When we wrap functions with pushes and pops for -check s it could be that there are no checks in between the push and the pop. In that case we can safely remove the push and the pop because the function call will never end up in the stack trace.
This can improve the performance by a lot! Especially if you do not have checks in the inner loop of your computation.
Consider the following example:
TCF1 = ...
TCF2 = stackPush(TCF1, ...)
TCF3 = stackPop(TCF2, ...)
In this example above we have a stackPush that is immediately followed by a stackPop with
no code in between. Because we know that there will never be a call to SAC_RuntimeError
in between the push and the pop we can optimise away the push and the pop because the call
this push and pop pair is pushing will never show up in the stack trace.
This optimisation traversal will rewrite the above example into the following:
TCF1 = ...
TCf3 = TCF1;
We essentially cut out the middle assignment to TCF2.
In this next example we can not remove the push and pop because the wrapped function foo
consumes and creates a new TCF in between. This means that foo might call SAC_RuntimeError:
TCF1 = ...
TCF2 = stackPush(TCF1, "foo", ...)
TCF3 = foo(TCF2)
TCF4 = stackPop(TCF3)
Here is another larger example where we can remove the push and pop:
TCF1 = ...
TCF2 = stackPush(TCF1, ...)
c = _add_SxS(a,b)
TCF3 = stackPop(TCF2)
In the above case there are no checks (or any other effects on TheControlFlow) that
exist in between the push and the pop. Because of this we know that there will never
be a call to SAC_RuntimeError which generates a stack trace. As such we rewrite the above into:
TCF1 = ...
c = _add_SxS(a,b)
TCF3 = TCF1
More precisely, we can remove any stackPush and stackPop where the TCF produced by a stackPush
is directly consumed by a stackPop.
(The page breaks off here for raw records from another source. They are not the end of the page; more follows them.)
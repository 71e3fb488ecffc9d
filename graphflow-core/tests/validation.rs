//! Integration tests: structural validation rejects bad graphs before any
//! node executes.

mod common;

use std::cell::Cell;
use std::rc::Rc;

use common::SetForecast;
use graphflow_core::{
    Context, EndNode, FnNode, Graphflow, NodeId, Outcome, RunConfig, RunState, StartNode,
    ValidationError,
};

/// A node that counts its executions.
fn spy(count: &Rc<Cell<u32>>) -> FnNode {
    let count = count.clone();
    FnNode::new("spy", move |_ctx: &mut Context| {
        count.set(count.get() + 1);
        Ok(Outcome::Always)
    })
}

fn expect_validation_error(graph: &mut Graphflow) -> ValidationError {
    let err = graph.run(Context::new()).unwrap_err();
    assert_eq!(graph.state(), RunState::Failed);
    assert!(graph.visited().is_empty(), "no node may run: {:?}", graph.visited());
    err.as_validation()
        .cloned()
        .unwrap_or_else(|| panic!("expected validation error, got {:?}", err))
}

/// Start -> sun, with `extra` edges on `sun`.
fn start_sun_end(extra: &[(Outcome, bool)], count: &Rc<Cell<u32>>) -> Graphflow {
    let mut graph = Graphflow::new();
    let start = graph.add_node(StartNode::new());
    let sun: NodeId = graph.add_node(spy(count));
    let end = graph.add_node(EndNode::new());
    graph.add_edge(start, Outcome::Always, sun);
    for &(outcome, to_end) in extra {
        graph.add_edge(sun, outcome, if to_end { end } else { start });
    }
    graph
}

#[test]
fn graph_without_start_node_fails() {
    let count = Rc::new(Cell::new(0));
    let mut graph = Graphflow::new();
    let sun = graph.add_node(spy(&count));
    let end = graph.add_node(EndNode::new());
    graph.add_edge(sun, Outcome::Always, end);

    assert_eq!(expect_validation_error(&mut graph), ValidationError::MissingStart);
    assert_eq!(count.get(), 0);
}

#[test]
fn graph_without_end_node_fails() {
    let count = Rc::new(Cell::new(0));
    let mut graph = Graphflow::new();
    let start = graph.add_node(StartNode::new());
    let sun = graph.add_node(spy(&count));
    graph.add_edge(start, Outcome::Always, sun);

    assert_eq!(expect_validation_error(&mut graph), ValidationError::MissingEnd);
    assert_eq!(count.get(), 0);
}

#[test]
fn always_with_yes_fails() {
    let count = Rc::new(Cell::new(0));
    let mut graph = start_sun_end(&[(Outcome::Always, true), (Outcome::Yes, true)], &count);

    assert!(matches!(
        expect_validation_error(&mut graph),
        ValidationError::AlwaysWithDecision {
            conflicting: Outcome::Yes,
            ..
        }
    ));
    assert_eq!(count.get(), 0);
}

#[test]
fn always_with_no_fails() {
    let count = Rc::new(Cell::new(0));
    let mut graph = start_sun_end(&[(Outcome::Always, true), (Outcome::No, true)], &count);

    assert!(matches!(
        expect_validation_error(&mut graph),
        ValidationError::AlwaysWithDecision {
            conflicting: Outcome::No,
            ..
        }
    ));
}

#[test]
fn yes_without_no_fails() {
    let count = Rc::new(Cell::new(0));
    let mut graph = start_sun_end(&[(Outcome::Yes, true)], &count);

    let err = expect_validation_error(&mut graph);
    assert!(matches!(
        err,
        ValidationError::UnpairedDecision {
            present: Outcome::Yes,
            missing: Outcome::No,
            ..
        }
    ));
    assert_eq!(err.to_string(), "node spy has a YES edge but no NO edge");
}

#[test]
fn no_without_yes_fails() {
    let count = Rc::new(Cell::new(0));
    let mut graph = start_sun_end(&[(Outcome::No, true)], &count);

    assert!(matches!(
        expect_validation_error(&mut graph),
        ValidationError::UnpairedDecision {
            present: Outcome::No,
            missing: Outcome::Yes,
            ..
        }
    ));
}

#[test]
fn yes_and_no_together_pass() {
    let count = Rc::new(Cell::new(0));
    let mut graph = start_sun_end(&[(Outcome::Yes, true), (Outcome::No, false)], &count);

    // The spy selects ALWAYS, which has no edge here, so the walk stops at it.
    assert!(graph.run(Context::new()).is_ok());
    assert_eq!(count.get(), 1);
}

#[test]
fn re_adding_an_edge_replaces_its_target() {
    let count = Rc::new(Cell::new(0));
    let mut graph = start_sun_end(&[(Outcome::Always, false), (Outcome::Always, true)], &count);

    assert!(graph.run(Context::new()).is_ok());
    assert_eq!(graph.edges().len(), 2);
    assert_eq!(graph.visited().len(), 3);
    assert_eq!(count.get(), 1);
}

#[test]
fn graph_without_edges_runs_only_start() {
    let mut graph = Graphflow::new();
    let start = graph.add_node(StartNode::new());
    let sun = graph.add_node(SetForecast::new("Forecast Sun", "Sun"));
    graph.add_node(EndNode::new());

    let ctx = graph.run(Context::new()).unwrap();

    assert!(ctx.is_empty());
    assert_eq!(graph.visited().iter().copied().collect::<Vec<_>>(), vec![start]);
    assert!(!graph.was_visited(sun));
}

#[test]
fn node_in_two_groups_fails() {
    let count = Rc::new(Cell::new(0));
    let mut graph = Graphflow::new();
    let start = graph.add_node(StartNode::new());
    let sun = graph.add_node(spy(&count));
    let end = graph.add_node(EndNode::new());
    graph
        .add_edge(start, Outcome::Always, sun)
        .add_edge(sun, Outcome::Always, end);
    graph.add_group("my taskgroup").add_nodes([sun]);
    graph.add_group("my other taskgroup").add_nodes([sun]);

    let err = expect_validation_error(&mut graph);
    assert!(matches!(err, ValidationError::DuplicateGroupMember { id, .. } if id == sun));
    assert_eq!(count.get(), 0);
}

#[test]
fn distinct_groups_pass() {
    let mut graph = Graphflow::new();
    let start = graph.add_node(StartNode::new());
    let rain = graph.add_node(SetForecast::new("Forecast Rain", "Rain"));
    let sun = graph.add_node(SetForecast::new("Forecast Sun", "Sun"));
    let end = graph.add_node(EndNode::new());
    graph.add_edge(start, Outcome::Always, rain);
    graph.add_group("Forecasting").add_nodes([rain, sun]);
    graph.add_group("Terminals").add_nodes([start, end]);

    let ctx = graph.run(Context::new()).unwrap();
    assert_eq!(ctx.get_str("Forecast"), Some("Rain"));
}

#[test]
fn strict_config_rejects_second_start() {
    let config = RunConfig::from_json(r#"{"strict_terminals": true}"#).unwrap();
    let mut graph = Graphflow::new().with_config(config);
    let first = graph.add_node(StartNode::new());
    let second = graph.add_node(StartNode::new());
    graph.add_node(EndNode::new());

    match expect_validation_error(&mut graph) {
        ValidationError::DuplicateTerminal {
            first: f,
            second: s,
            ..
        } => {
            assert_eq!(f, first);
            assert_eq!(s, second);
        }
        other => panic!("expected DuplicateTerminal, got {:?}", other),
    }
}
// srcbackup: uncommitted and unpushed work backup
//
// SPDX-FileCopyrightText: 2026 Romeo Ahmed
// SPDX-License-Identifier: GPL-3.0-or-later

//! Configuration loading from multiple sources.
//!
//! # Loader Pipeline
//!
//! ```text
//! ConfigLoader::new()
//!   .add_toml_file(req)
//!   .add_toml_file_optional(opt)
//!   .add_toml_str()
//!   .with_env_prefix()      SRCBACKUP_PATHS__DESTINATION=/backup
//!   .set()
//!        |
//!        v
//!    build() --> Config
//! ```

use std::path::{Path, PathBuf};

use super::Config;
use crate::error::{ConfigError, Result};

/// Separator between the env prefix and the key.
const ENV_PREFIX_SEPARATOR: &str = "_";

/// Separator between section and key in env names. Single underscores stay
/// part of the key (`INCLUDE_REMOVED`).
const ENV_NESTING_SEPARATOR: &str = "__";

/// Builder for loading configuration from multiple sources.
pub struct ConfigLoader {
    builder: config::ConfigBuilder<config::builder::DefaultState>,
    env_prefix: Option<String>,
    files: Vec<(String, PathBuf)>,
}

impl ConfigLoader {
    #[must_use]
    pub fn new() -> Self {
        Self {
            builder: config::Config::builder(),
            env_prefix: None,
            files: Vec::new(),
        }
    }

    /// Adds a TOML configuration file to the loader.
    ///
    /// The file will be read when `build()` is called. If the file doesn't exist
    /// or contains invalid TOML, `build()` will return an error.
    #[must_use]
    pub fn add_toml_file<P: AsRef<Path>>(mut self, path: P) -> Self {
        use config::{File, FileFormat};
        let p = path.as_ref();
        self.builder = self
            .builder
            .add_source(File::from(p).format(FileFormat::Toml).required(true));
        self.files.push(("file".to_string(), p.to_path_buf()));
        self
    }

    #[must_use]
    pub fn add_toml_file_optional<P: AsRef<Path>>(mut self, path: P) -> Self {
        use config::{File, FileFormat};
        let p = path.as_ref();
        self.builder = self
            .builder
            .add_source(File::from(p).format(FileFormat::Toml).required(false));
        if p.exists() {
            self.files.push(("optional".to_string(), p.to_path_buf()));
        }
        self
    }

    #[must_use]
    pub fn add_toml_str(mut self, content: &str) -> Self {
        use config::{File, FileFormat};
        self.builder = self
            .builder
            .add_source(File::from_str(content, FileFormat::Toml));
        self.files
            .push(("string".to_string(), PathBuf::from("<string>")));
        self
    }

    #[must_use]
    pub fn with_env_prefix(mut self, prefix: &str) -> Self {
        self.env_prefix = Some(prefix.to_string());
        self
    }

    /// Sets a configuration override.
    ///
    /// # Errors
    ///
    /// Returns an error if the key is invalid or if the value cannot be converted
    /// to a configuration value.
    pub fn set<T: Into<config::Value>>(mut self, key: &str, value: T) -> Result<Self> {
        self.builder = self
            .builder
            .set_override(key, value)
            .map_err(|e| ConfigError::InvalidValue {
                section: key.split('.').next().unwrap_or_default().to_string(),
                key: key.to_string(),
                message: e.to_string(),
            })?;
        Ok(self)
    }

    /// Builds the configuration from all added sources.
    ///
    /// # Errors
    ///
    /// Returns an error if:
    /// - Required configuration files are missing.
    /// - Configuration files have invalid TOML syntax.
    /// - Environment variables cannot be parsed.
    /// - The merged configuration cannot be deserialized into the `Config` struct.
    pub fn build(self) -> Result<Config> {
        let builder = match &self.env_prefix {
            Some(prefix) => self.builder.add_source(
                config::Environment::with_prefix(prefix)
                    .prefix_separator(ENV_PREFIX_SEPARATOR)
                    .separator(ENV_NESTING_SEPARATOR)
                    .try_parsing(true),
            ),
            None => self.builder,
        };
        let cfg = builder.build()?;
        let mut config: Config = cfg.try_deserialize()?;
        config.resolve_and_validate()?;
        Ok(config)
    }

    #[must_use]
    pub fn loaded_files(&self) -> Vec<(String, PathBuf)> {
        self.files.clone()
    }

    #[must_use]
    pub fn format_loaded_files(&self) -> Vec<String> {
        self.files
            .iter()
            .enumerate()
            .map(|(i, (source, path))| format!("{}. [{}] {}", i + 1, source, path.display()))
            .collect()
    }
}

impl Default for ConfigLoader {
    fn default() -> Self {
        Self::new()
    }
}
Or from the bottom up perspective that we actually
take in this traversal: we can remove any stackPop and stackPush pair where the TheControlFlow
argument consumed by the stackPop was created by a stackPush.
We detect the pops with the new IsStackTracePop flag on AP.
One thing that is regrettable is that with -check ps by the time that we get to this optimisation the stackPops are inlined to _tp_stackpop_impl. Unless someone has a better solution I think the best way to deal with this is to just also look for this name using GTPgetImplFundef.